March 21, 2008 08:56PM

Hi, excellent work with HTML Purifier ;)

I would like to know if there's a way to "autocomplete" the purified HTML. Meaning, if there's no doctype tag and such (html, head, body, etc) in the HTML provided, can HTML Purifier "autocomplete" the provided HTML ?

Basically, I'm parsing emails, and since not all of them have fully standarized HTML parts and I need them to be so, I thought that maybe HTML Purifier could do that automagically for me.

Thanks in advance and keep up the good work ;)

PS: I thought of using this, but didn't do the trick...

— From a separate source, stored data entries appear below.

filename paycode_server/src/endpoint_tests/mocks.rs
use chrono::{DateTime, Utc};
use mockall::mock;
use paycode_common::{Amount, Secret};
use paycode_engine::{
    db_types::{AmountField, MonitorRecord, NewOrder, NewUnmatchedPayment, Order, OrderEvent, PaymentKind},
    traits::{MerchantManagement, MonitorManagement, OrderManagement, PaymentGatewayDatabase, PaymentGatewayError},
};

mock! {
    pub PaycodeDb {}
    impl Clone for PaycodeDb {
        fn clone(&self) -> Self;
    }
    impl PaymentGatewayDatabase for PaycodeDb {
        fn url(&self) -> &str;
        async fn close(&mut self) -> Result<(), PaymentGatewayError>;
    }
    impl MerchantManagement for PaycodeDb {
        async fn fetch_account_id_for_app_id(&self, app_id: &str) -> Result<Option<i64>, PaymentGatewayError>;
        async fn fetch_secret_key(&self, account_id: i64) -> Result<Option<Secret<String>>, PaymentGatewayError>;
        async fn fetch_order_timeout(&self, account_id: i64) -> Result<Option<i64>, PaymentGatewayError>;
    }
    impl MonitorManagement for PaycodeDb {
        async fn record_heartbeat(&self, account_id: i64, now: DateTime<Utc>) -> Result<(), PaymentGatewayError>;
        async fn record_payment(&self, account_id: i64, now: DateTime<Utc>) -> Result<(), PaymentGatewayError>;
        async fn fetch_monitor_record(&self, account_id: i64) -> Result<MonitorRecord, PaymentGatewayError>;
        async fn accounts_with_heartbeat(&self) -> Result<Vec<i64>, PaymentGatewayError>;
        async fn mark_offline(&self, account_id: i64, observed_heartbeat: Option<String>) -> Result<bool, PaymentGatewayError>;
    }
    impl OrderManagement for PaycodeDb {
        async fn insert_order(&self, order: NewOrder) -> Result<Order, PaymentGatewayError>;
        async fn insert_order_with_lock(&self, order: NewOrder) -> Result<Order, PaymentGatewayError>;
        async fn fetch_order_by_code(&self, order_code: &str) -> Result<Option<Order>, PaymentGatewayError>;
        async fn fetch_latest_pending_order(&self, account_id: i64, kind: PaymentKind, amount: Amount, field: AmountField) -> Result<Option<Order>, PaymentGatewayError>;
        async fn transition_order(&self, order_id: i64, event: OrderEvent, now: DateTime<Utc>) -> Result<bool, PaymentGatewayError>;
        async fn fetch_expired_orders(&self, account_id: Option<i64>, cutoff: DateTime<Utc>, limit: i64) -> Result<Vec<Order>, PaymentGatewayError>;
        async fn accounts_with_pending_orders(&self) -> Result<Vec<i64>, PaymentGatewayError>;
        async fn release_amount_lock(&self, order_code: &str) -> Result<u64, PaymentGatewayError>;
        async fn purge_orphan_amount_locks(&self) -> Result<u64, PaymentGatewayError>;
        async fn record_unmatched_payment(&self, payment: NewUnmatchedPayment) -> Result<i64, PaymentGatewayError>;
    }
}

/// Builds a mock backend. `MonitorApi` clones the backend for its order flow, so every clone is given the same
/// expectations.
pub fn mock_db(configure: fn(&mut MockPaycodeDb)) -> MockPaycodeDb {
    let mut db = MockPaycodeDb::new();
    configure(&mut db);
    db.expect_clone().returning(move || {
        let mut clone = MockPaycodeDb::new();
        configure(&mut clone);
        clone
    });
    db
}
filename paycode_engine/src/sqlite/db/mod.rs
//! # SQLite Database methods
//!
//! This module contains "low-level" SQLite database interactions.
//!
//! All these interaction are maintained by simple functions (rather than stateful structs) that accept a
//! `&mut SqliteConnection` argument. Callers can obtain a connection from a pool,
//! or create an atomic transaction as the need arises and call through to the functions without any other changes.
//!
//! Timestamps are stored as unix seconds. In the `settings` table they are stored as strings, since that table is a
//! plain key/value store shared with merchant tooling.
use std::env;

use chrono::{DateTime, Utc};
use log::info;
use sqlx::{sqlite::SqlitePoolOptions, Error as SqlxError, SqlitePool};

pub mod amount_locks;
pub mod merchants;
pub mod orders;
pub mod settings;
pub mod unmatched;

pub const DEFAULT_DATABASE_URL: &str = "sqlite://data/paycode_store.db";

pub fn db_url() -> String {
    let result = env::var("PAYCODE_DATABASE_URL").unwrap_or_else(|_| {
        info!("🗃️ PAYCODE_DATABASE_URL is not set. Using the default.");
        DEFAULT_DATABASE_URL.to_string()
    });
    info!("🗃️ Using database URL: {result}");
    result
}

pub async fn new_pool(url: &str, max_connections: u32) -> Result<SqlitePool, SqlxError> {
    let pool = SqlitePoolOptions::new().max_connections(max_connections).connect(url).await?;
    Ok(pool)
}

pub(crate) fn to_unix(t: DateTime<Utc>) -> i64 {
    t.timestamp()
}

/// Converts a stored unix timestamp back into a `DateTime`. Zero and `NULL` both mean "not set".
pub(crate) fn from_unix(secs: Option<i64>) -> Option<DateTime<Utc>> {
    match secs {
        Some(s) if s > 0 => DateTime::from_timestamp(s, 0),
        _ => None,
    }
}
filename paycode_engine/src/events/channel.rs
//! Simple stateless pub-sub event handler
//!
//! Components subscribe to engine events through hooks. Handlers see only the event itself, never the engine's
//! internal state. Handlers can be async; each event is handled on its own task.
use std::{future::Future, pin::Pin, sync::Arc};

use log::*;
use tokio::{sync::mpsc, task::JoinSet};

pub type Handler<E> = Arc<dyn Fn(E) -> Pin<Box<dyn Future<Output = ()> + Send>> + Send + Sync>;

pub struct EventHandler<E: Send + Sync + 'static> {
    listener: mpsc::Receiver<E>,
    sender: mpsc::Sender<E>,
    handler: Handler<E>,
}

impl<E: Send + Sync + 'static> EventHandler<E> {
    pub fn new(buffer_size: usize, handler: Handler<E>) -> Self {
        let (sender, receiver) = mpsc::channel(buffer_size);
        Self { listener: receiver, sender, handler }
    }

    pub fn subscribe(&self) -> EventProducer<E> {
        EventProducer::new(self.sender.clone())
    }

    /// Runs until every producer has been dropped, then waits for in-flight handlers to finish.
    pub async fn start_handler(mut self) {
        debug!("📬️ Starting event handler");
        // Drop our own sender so that the channel closes once the last producer goes away
        drop(self.sender);
        let mut jobs = JoinSet::new();
        while let Some(ev) = self.listener.recv().await {
            trace!("📬️ Handling event");
            let handler = Arc::clone(&self.handler);
            jobs.spawn(async move { (handler)(ev).await });
            // Reap whatever has already completed so the set does not grow without bound
            while let Some(res) = jobs.try_join_next() {
                log_join_result(res);
            }
        }
        debug!("📬️ All producers have gone away. Waiting for {} job(s) to complete", jobs.len());
        while let Some(res) = jobs.join_next().await {
            log_join_result(res);
        }
        debug!("📬️ Event handler has shut down");
    }
}

fn log_join_result(res: Result<(), tokio::task::JoinError>) {
    match res {
        Ok(()) => trace!("📬️ Event handled"),
        Err(e) => warn!("📬️ Event handler task failed: {e}"),
    }
}

#[derive(Clone)]
pub struct EventProducer<E: Send + Sync> {
    sender: mpsc::Sender<E>,
}

impl<E: Send + Sync> EventProducer<E> {
    pub fn new(sender: mpsc::Sender<E>) -> Self {
        Self { sender }
    }

    pub async fn publish_event(&self, event: E) {
        if let Err(e) = self.sender.send(event).await {
            error!("📬️ Failed to send event: {e}");
        }
    }
}
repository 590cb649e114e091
use actix_web::{http::StatusCode, test, test::TestRequest, web::ServiceConfig, App};
use log::debug;
use paycode_common::Secret;

pub const SECRET: &str = "abc";

pub fn secret() -> Secret<String> {
    Secret::new(SECRET.to_string())
}

pub async fn get_request(path: &str, configure: fn(&mut ServiceConfig)) -> (StatusCode, String) {
    send(TestRequest::get().uri(path), configure).await
}

pub async fn post_form(path: &str, form: &[(&str, &str)], configure: fn(&mut ServiceConfig)) -> (StatusCode, String) {
    send(TestRequest::post().uri(path).set_form(form), configure).await
}

async fn send(req: TestRequest, configure: fn(&mut ServiceConfig)) -> (StatusCode, String) {
    let app = App::new().configure(configure);
    let service = test::init_service(app).await;
    debug!("Making request");
    let res = test::call_service(&service, req.to_request()).await;
    let status = res.status();
    let body = test::read_body(res).await;
    (status, String::from_utf8_lossy(&body).into_owned())
}
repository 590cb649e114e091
use std::{future::Future, pin::Pin, sync::Arc};

use crate::events::{EventHandler, EventProducer, Handler, OrderExpiredEvent, OrderPaidEvent, PaymentUnmatchedEvent};

type BoxedFuture = Pin<Box<dyn Future<Output = ()> + Send>>;

#[derive(Default, Clone)]
pub struct EventProducers {
    pub order_paid_producer: Vec<EventProducer<OrderPaidEvent>>,
    pub order_expired_producer: Vec<EventProducer<OrderExpiredEvent>>,
    pub payment_unmatched_producer: Vec<EventProducer<PaymentUnmatchedEvent>>,
}

pub struct EventHandlers {
    pub on_order_paid: Option<EventHandler<OrderPaidEvent>>,
    pub on_order_expired: Option<EventHandler<OrderExpiredEvent>>,
    pub on_payment_unmatched: Option<EventHandler<PaymentUnmatchedEvent>>,
}

impl EventHandlers {
    pub fn new(buffer_size: usize, hooks: EventHooks) -> Self {
        let on_order_paid = hooks.on_order_paid.map(|f| EventHandler::new(buffer_size, f));
        let on_order_expired = hooks.on_order_expired.map(|f| EventHandler::new(buffer_size, f));
        let on_payment_unmatched = hooks.on_payment_unmatched.map(|f| EventHandler::new(buffer_size, f));
        Self { on_order_paid, on_order_expired, on_payment_unmatched }
    }

    pub fn producers(&self) -> EventProducers {
        let mut result = EventProducers::default();
        if let Some(handler) = &self.on_order_paid {
            result.order_paid_producer.push(handler.subscribe());
        }
        if let Some(handler) = &self.on_order_expired {
            result.order_expired_producer.push(handler.subscribe());
        }
        if let Some(handler) = &self.on_payment_unmatched {
            result.payment_unmatched_producer.push(handler.subscribe());
        }
        result
    }

    pub fn start_handlers(self) {
        if let Some(handler) = self.on_order_paid {
            tokio::spawn(handler.start_handler());
        }
        if let Some(handler) = self.on_order_expired {
            tokio::spawn(handler.start_handler());
        }
        if let Some(handler) = self.on_payment_unmatched {
            tokio::spawn(handler.start_handler());
        }
    }
}

#[derive(Default, Clone)]
pub struct EventHooks {
    pub on_order_paid: Option<Handler<OrderPaidEvent>>,
    pub on_order_expired: Option<Handler<OrderExpiredEvent>>,
    pub on_payment_unmatched: Option<Handler<PaymentUnmatchedEvent>>,
}

impl EventHooks {
    pub fn on_order_paid<F>(&mut self, f: F) -> &mut Self
    where F: (Fn(OrderPaidEvent) -> BoxedFuture) + Send + Sync + 'static {
        self.on_order_paid = Some(Arc::new(f));
        self
    }

    pub fn on_order_expired<F>(&mut self, f: F) -> &mut Self
    where F: (Fn(OrderExpiredEvent) -> BoxedFuture) + Send + Sync + 'static {
        self.on_order_expired = Some(Arc::new(f));
        self
    }

    pub fn on_payment_unmatched<F>(&mut self, f: F) -> &mut Self
    where F: (Fn(PaymentUnmatchedEvent) -> BoxedFuture) + Send + Sync + 'static {
        self.on_payment_unmatched = Some(Arc::new(f));
        self
    }
}
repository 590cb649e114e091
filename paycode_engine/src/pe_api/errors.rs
use thiserror::Error;

use crate::{helpers::SignatureError, traits::PaymentGatewayError};

#[derive(Debug, Clone, Error)]
pub enum MonitorApiError {
    #[error("The message signature is invalid")]
    InvalidSignature,
    #[error("Unknown merchant: {0}")]
    UnknownMerchant(String),
    #[error("No secret key is configured for account #{0}")]
    SecretNotConfigured(i64),
    #[error("Invalid payment kind: {0}")]
    InvalidKind(String),
    #[error("Invalid price: {0}")]
    InvalidPrice(String),
    #[error("Database error: {0}")]
    DatabaseError(String),
}

impl From<PaymentGatewayError> for MonitorApiError {
    fn from(e: PaymentGatewayError) -> Self {
        Self::DatabaseError(e.to_string())
    }
}

impl From<SignatureError> for MonitorApiError {
    fn from(_: SignatureError) -> Self {
        Self::InvalidSignature
    }
}
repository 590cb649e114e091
//! Per-account key/value settings.
//!
//! The monitor liveness keys hold unix seconds as strings. The heartbeat key is only ever moved forward, and the
//! offline downgrade is conditional on the heartbeat still holding the value the sweeper looked at.
use std::collections::HashMap;

use chrono::{DateTime, Utc};
use sqlx::SqliteConnection;

use super::to_unix;
pub use crate::db_types::setting_keys::*;
use crate::db_types::OnlineState;

pub async fn fetch_setting(
    account_id: i64,
    key: &str,
    conn: &mut SqliteConnection,
) -> Result<Option<String>, sqlx::Error> {
    let value: Option<Option<String>> =
        sqlx::query_scalar("SELECT vvalue FROM settings WHERE account_id = $1 AND vkey = $2")
            .bind(account_id)
            .bind(key)
            .fetch_optional(conn)
            .await?;
    Ok(value.flatten())
}

/// Fetches several settings for one account at once. Keys that are not set are absent from the map.
pub async fn fetch_settings(
    account_id: i64,
    keys: &[&str],
    conn: &mut SqliteConnection,
) -> Result<HashMap<String, String>, sqlx::Error> {
    let rows: Vec<(String, Option<String>)> =
        sqlx::query_as("SELECT vkey, vvalue FROM settings WHERE account_id = $1").bind(account_id).fetch_all(conn).await?;
    let result = rows
        .into_iter()
        .filter(|(k, _)| keys.contains(&k.as_str()))
        .filter_map(|(k, v)| v.map(|v| (k, v)))
        .collect();
    Ok(result)
}

pub async fn upsert_setting(
    account_id: i64,
    key: &str,
    value: &str,
    conn: &mut SqliteConnection,
) -> Result<(), sqlx::Error> {
    sqlx::query(
        r#"
        INSERT INTO settings (account_id, vkey, vvalue) VALUES ($1, $2, $3)
        ON CONFLICT (account_id, vkey) DO UPDATE SET vvalue = excluded.vvalue
        "#,
    )
    .bind(account_id)
    .bind(key)
    .bind(value)
    .execute(conn)
    .await?;
    Ok(())
}

/// Moves the stored heartbeat forward to `now`. Returns `false` if a later heartbeat was already stored, in which case
/// nothing is written. Missing and unparsable stored values are always overwritten.
pub async fn advance_heartbeat(
    account_id: i64,
    now: DateTime<Utc>,
    conn: &mut SqliteConnection,
) -> Result<bool, sqlx::Error> {
    let result = sqlx::query(
        r#"
        INSERT INTO settings (account_id, vkey, vvalue) VALUES ($1, $2, $3)
        ON CONFLICT (account_id, vkey) DO UPDATE SET vvalue = excluded.vvalue
        WHERE settings.vvalue IS NULL OR CAST(settings.vvalue AS INTEGER) <= CAST(excluded.vvalue AS INTEGER)
        "#,
    )
    .bind(account_id)
    .bind(LAST_HEARTBEAT)
    .bind(to_unix(now).to_string())
    .execute(conn)
    .await?;
    Ok(result.rows_affected() == 1)
}

/// Sets the online flag to offline if, and only if, the stored heartbeat is still `observed_heartbeat`. A `None`
/// observation matches a missing heartbeat.
pub async fn mark_offline_if_unchanged(
    account_id: i64,
    observed_heartbeat: Option<&str>,
    conn: &mut SqliteConnection,
) -> Result<bool, sqlx::Error> {
    let result = sqlx::query(
        r#"
        INSERT INTO settings (account_id, vkey, vvalue)
        SELECT $1, $2, $3
        WHERE (SELECT vvalue FROM settings WHERE account_id = $1 AND vkey = $4) IS $5
        ON CONFLICT (account_id, vkey) DO UPDATE SET vvalue = excluded.vvalue
        "#,
    )
    .bind(account_id)
    .bind(ONLINE_FLAG)
    .bind(OnlineState::Offline.as_flag())
    .bind(LAST_HEARTBEAT)
    .bind(observed_heartbeat)
    .execute(conn)
    .await?;
    Ok(result.rows_affected() == 1)
}

pub async fn accounts_with_setting(key: &str, conn: &mut SqliteConnection) -> Result<Vec<i64>, sqlx::Error> {
    let accounts = sqlx::query_scalar("SELECT account_id FROM settings WHERE vkey = $1 ORDER BY account_id")
        .bind(key)
        .fetch_all(conn)
        .await?;
    Ok(accounts)
}
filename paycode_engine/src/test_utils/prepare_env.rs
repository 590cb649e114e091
use log::*;
use sqlx::{migrate::MigrateDatabase, Sqlite};

use crate::{db_types::setting_keys, SqliteDatabase};

pub async fn prepare_test_env(url: &str) {
    dotenvy::from_filename(".env.test").ok();
    let _ = env_logger::try_init();
    debug!("🚀️ Logging initialised");
    create_database(url).await;
    run_migrations(url).await;
}

/// A database URL in the system temp directory that no other test is using.
pub fn random_db_path() -> String {
    let dir = std::env::temp_dir();
    format!("sqlite://{}/paycode_test_{}.db", dir.display(), rand::random::<u64>())
}

pub async fn run_migrations(url: &str) {
    let db = SqliteDatabase::new_with_url(url, 5).await.expect("Error creating connection to database");
    db.run_migrations().await.expect("Error running DB migrations");
    info!("🚀️ Migrations complete");
}

pub async fn create_database(url: &str) {
    if let Err(e) = Sqlite::drop_database(url).await {
        trace!("Could not drop database {url}: {e:?}");
    }
    Sqlite::create_database(url).await.expect("Error creating database");
    info!("🚀️ Created Sqlite database {url}");
}

/// Creates a fresh migrated database and returns a handle to it.
pub async fn fresh_database() -> SqliteDatabase {
    let url = random_db_path();
    prepare_test_env(&url).await;
    SqliteDatabase::new_with_url(&url, 5).await.expect("Error creating connection to database")
}

/// Gives `account_id` a secret key and, if `app_id` is provided, an active merchant mapping.
pub async fn seed_merchant(db: &SqliteDatabase, account_id: i64, app_id: Option<&str>, secret: &str) {
    db.save_account_setting(account_id, setting_keys::SECRET_KEY, secret).await.expect("Error saving secret key");
    if let Some(app_id) = app_id {
        db.save_merchant_mapping(app_id, account_id, true).await.expect("Error saving merchant mapping");
    }
}
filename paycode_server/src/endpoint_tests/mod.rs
mod helpers;
mod mocks;
mod monitor;
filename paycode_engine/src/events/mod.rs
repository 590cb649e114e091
mod channel;
mod event_types;
mod hooks;

pub use channel::{EventHandler, EventProducer, Handler};
pub use event_types::*;
pub use hooks::{EventHandlers, EventHooks, EventProducers};
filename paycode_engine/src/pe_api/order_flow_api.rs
use std::fmt::Debug;

use chrono::{DateTime, Duration, Utc};
use log::*;
use paycode_common::Amount;

use crate::{
    db_types::{is_valid_order_timeout, AmountField, NewOrder, Order, OrderEvent, OrderStatusType, PaymentKind},
    events::{EventProducers, OrderExpiredEvent, OrderPaidEvent},
    order_objects::{ReclaimResult, ReclaimSummary},
    traits::{PaymentGatewayDatabase, PaymentGatewayError},
};

/// Pending orders older than this many minutes are closed, unless the account overrides it.
pub const DEFAULT_ORDER_TIMEOUT_MINUTES: i64 = 5;
/// The look-back window of the read-only expired order listing.
pub const DEFAULT_EXPIRED_LISTING_MINUTES: i64 = 30;

/// `OrderFlowApi` drives the order side of reconciliation: matching reported payments to pending orders, and
/// reclaiming orders that were never paid so that their amounts can be handed out again.
/// The instant `minutes` before `now`. Fails for negative or out-of-range windows rather than panicking.
fn cutoff_before(now: DateTime<Utc>, minutes: i64) -> Result<DateTime<Utc>, PaymentGatewayError> {
    if minutes < 0 {
        return Err(PaymentGatewayError::InvalidTimeout(minutes));
    }
    Duration::try_minutes(minutes)
        .and_then(|window| now.checked_sub_signed(window))
        .ok_or(PaymentGatewayError::InvalidTimeout(minutes))
}

pub struct OrderFlowApi<B> {
    db: B,
    producers: EventProducers,
    default_order_timeout: i64,
}

impl<B> Debug for OrderFlowApi<B> {
    fn fmt(&self, f: &mut std::fmt::Formatter<'_>) -> std::fmt::Result {
        write!(f, "OrderFlowApi (timeout: {}m)", self.default_order_timeout)
    }
}

impl<B> OrderFlowApi<B> {
    pub fn new(db: B, producers: EventProducers) -> Self {
        Self { db, producers, default_order_timeout: DEFAULT_ORDER_TIMEOUT_MINUTES }
    }

    /// Overrides the timeout used for accounts without their own `close` setting. Values outside
    /// `1..=MAX_ORDER_TIMEOUT_MINUTES` are ignored.
    pub fn with_default_order_timeout(mut self, minutes: i64) -> Self {
        if is_valid_order_timeout(minutes) {
            self.default_order_timeout = minutes;
        } else {
            warn!("🔄️ Ignoring out-of-range default order timeout of {minutes} minutes");
        }
        self
    }

    pub fn default_order_timeout(&self) -> i64 {
        self.default_order_timeout
    }

    pub fn db(&self) -> &B {
        &self.db
    }
}

impl<B> OrderFlowApi<B>
where B: PaymentGatewayDatabase
{
    /// The write path for the order allocator. Claims the (account, actual amount, kind) slot and stores the order in
    /// one step, so the order can be matched as soon as this returns.
    ///
    /// Fails with [`PaymentGatewayError::AmountSlotTaken`] if another pending order already holds the slot.
    pub async fn register_order(&self, order: NewOrder) -> Result<Order, PaymentGatewayError> {
        let (account_id, amount, kind) = (order.account_id, order.actual_amount, order.kind);
        let order = self.db.insert_order_with_lock(order).await?;
        debug!("🔄️📦️ Order [{}] registered for {amount} ({kind}) on account #{account_id}", order.order_code);
        Ok(order)
    }

    /// Looks for the pending order that `amount` most plausibly pays for, and marks it as paid.
    ///
    /// Orders are searched on their actual (allocated) amount first, and on their requested amount only if nothing
    /// matched. Within a search, the most recently created order wins. The transition is guarded on the order still
    /// being pending, so if a concurrent match or the reclaimer got there first, `None` is returned.
    pub async fn match_payment(
        &self,
        account_id: i64,
        amount: Amount,
        kind: PaymentKind,
        now: DateTime<Utc>,
    ) -> Result<Option<Order>, PaymentGatewayError> {
        let mut candidate = None;
        for field in [AmountField::Actual, AmountField::Requested] {
            candidate = self.db.fetch_latest_pending_order(account_id, kind, amount, field).await?;
            if candidate.is_some() {
                break;
            }
        }
        let Some(candidate) = candidate else {
            info!("🔄️💰️ No pending {kind} order for {amount} on account #{account_id}");
            return Ok(None);
        };
        if !self.db.transition_order(candidate.id, OrderEvent::PaymentMatched, now).await? {
            info!(
                "🔄️💰️ Order [{}] left pending before the {amount} payment could be applied to it",
                candidate.order_code
            );
            return Ok(None);
        }
        self.release_lock(&candidate.order_code).await;
        let order = self
            .db
            .fetch_order_by_code(&candidate.order_code)
            .await?
            .ok_or(PaymentGatewayError::OrderIdNotFound(candidate.id))?;
        info!("🔄️💰️ Payment of {amount} ({kind}) matched to order [{}] on account #{account_id}", order.order_code);
        self.call_order_paid_hook(&order).await;
        Ok(Some(order))
    }

    /// Closes pending orders that were created more than `timeout_minutes` before `now`, oldest first, at most `limit`
    /// of them. Pass `None` for `account_id` to reclaim across all accounts with the same timeout.
    ///
    /// A failure on one order is logged and does not stop the rest of the batch.
    pub async fn reclaim_batch(
        &self,
        account_id: Option<i64>,
        limit: i64,
        timeout_minutes: i64,
        now: DateTime<Utc>,
    ) -> Result<ReclaimResult, PaymentGatewayError> {
        let cutoff = cutoff_before(now, timeout_minutes)?;
        let expired = self.db.fetch_expired_orders(account_id, cutoff, limit).await?;
        trace!("🔄️⏰️ {} order(s) older than {timeout_minutes}m are candidates for closing", expired.len());
        let mut result = ReclaimResult::default();
        for order in expired {
            match self.db.transition_order(order.id, OrderEvent::Expired, now).await {
                Ok(true) => {
                    self.release_lock(&order.order_code).await;
                    let closed = Order { status: OrderStatusType::Closed, closed_at: Some(now), ..order };
                    debug!("🔄️⏰️ Order [{}] closed after {timeout_minutes}m without payment", closed.order_code);
                    self.call_order_expired_hook(&closed, now).await;
                    result.closed.push(closed);
                },
                Ok(false) => {
                    debug!("🔄️⏰️ Order [{}] left pending before it could be closed", order.order_code);
                    result.superseded += 1;
                },
                Err(e) => {
                    warn!("🔄️⏰️ Could not close order [{}]. It will be retried. {e}", order.order_code);
                    result.failed += 1;
                },
            }
        }
        Ok(result)
    }

    /// Reclaims expired orders for every account that has pending orders, honouring each account's timeout override.
    /// Afterwards, amount locks still held by orders that have left pending are purged.
    pub async fn reclaim_all(&self, limit: i64, now: DateTime<Utc>) -> Result<ReclaimSummary, PaymentGatewayError> {
        let accounts = self.db.accounts_with_pending_orders().await?;
        let mut summary = ReclaimSummary { accounts: accounts.len(), ..Default::default() };
        for account_id in accounts {
            let timeout = self.order_timeout_for(account_id).await;
            match self.reclaim_batch(Some(account_id), limit, timeout, now).await {
                Ok(batch) => summary.absorb(batch),
                Err(e) => {
                    warn!("🔄️⏰️ Reclaiming orders for account #{account_id} failed. {e}");
                    summary.failed_accounts += 1;
                },
            }
        }
        summary.purged_locks = match self.db.purge_orphan_amount_locks().await {
            Ok(n) => n,
            Err(e) => {
                warn!("🔄️⏰️ Could not purge orphaned amount locks. {e}");
                0
            },
        };
        if summary.purged_locks > 0 {
            info!("🔄️⏰️ Purged {} orphaned amount lock(s)", summary.purged_locks);
        }
        Ok(summary)
    }

    /// Lists pending orders older than `minutes` (default 30) without touching them.
    pub async fn expired_orders(
        &self,
        account_id: Option<i64>,
        limit: i64,
        minutes: Option<i64>,
        now: DateTime<Utc>,
    ) -> Result<Vec<Order>, PaymentGatewayError> {
        let minutes = minutes.unwrap_or(DEFAULT_EXPIRED_LISTING_MINUTES);
        let cutoff = cutoff_before(now, minutes)?;
        self.db.fetch_expired_orders(account_id, cutoff, limit).await
    }

    /// The account's `close` override, or the default. Lookup failures fall back to the default.
    pub async fn order_timeout_for(&self, account_id: i64) -> i64 {
        match self.db.fetch_order_timeout(account_id).await {
            Ok(Some(minutes)) => minutes,
            Ok(None) => self.default_order_timeout,
            Err(e) => {
                warn!("🔄️ Could not read the order timeout for account #{account_id}. Using the default. {e}");
                self.default_order_timeout
            },
        }
    }

    async fn release_lock(&self, order_code: &str) {
        // A lock that cannot be released here is picked up by the orphan purge on the next reclaim pass
        if let Err(e) = self.db.release_amount_lock(order_code).await {
            warn!("🔄️ Could not release the amount lock for order [{order_code}]. {e}");
        }
    }

    async fn call_order_paid_hook(&self, order: &Order) {
        for emitter in &self.producers.order_paid_producer {
            debug!("🔄️💰️ Notifying order paid hook subscribers");
            emitter.publish_event(OrderPaidEvent::new(order.clone())).await;
        }
    }

    async fn call_order_expired_hook(&self, order: &Order, closed_at: DateTime<Utc>) {
        for emitter in &self.producers.order_expired_producer {
            debug!("🔄️⏰️ Notifying order expired hook subscribers");
            emitter.publish_event(OrderExpiredEvent::new(order.clone(), closed_at)).await;
        }
    }
}
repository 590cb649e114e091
//! # Reconciliation engine public API
//!
//! The `pe_api` module exposes the programmatic API for the engine.
//!
//! * [`monitor_api`] handles the two messages monitor agents send: heartbeats and payment pushes. It verifies their
//!   signatures, resolves the merchant they belong to, and tracks monitor liveness.
//! * [`order_flow_api`] matches reported payments to pending orders and reclaims orders that were never paid.
//!
//! # API usage
//!
//! An API instance is created by supplying a database backend that implements the backend traits it needs.
//!
//! ```rust,ignore
//! use paycode_engine::{events::EventProducers, MonitorApi, SqliteDatabase};
//! let db = SqliteDatabase::new_with_url("sqlite://data/paycode_store.db", 25).await?;
//! let api = MonitorApi::new(db, EventProducers::default());
//! let account_id = api.process_heartbeat(&heartbeat, Utc::now()).await?;
//! ```
pub mod errors;
pub mod monitor_api;
pub mod monitor_objects;
pub mod order_flow_api;
pub mod order_objects;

$config->set('HTML', 'Doctype', 'XHTML 1.0 Transitional'); $config->set('HTML', 'TidyLevel', 'heavy');

March 21, 2008 09:49PM

I'm not sure what you mean by "autocomplete". Do you mean auto-detect a doctype, or something else?

March 22, 2008 04:03PM

It says it thinks my post is SPAM T_T

Anyways, let's say you've got something like this...


OK, if that's all the HTML you've got for a document then it's not standarized at all. First off, you're lacking the doctype declaration, html, head, body, etc etc etc etc...

The thing is, there's really no way to know what I'm going to get in advance. Since I'm parsing email, it might even be plain text only and still I would need it to be "autocompleted" to standarized HTML.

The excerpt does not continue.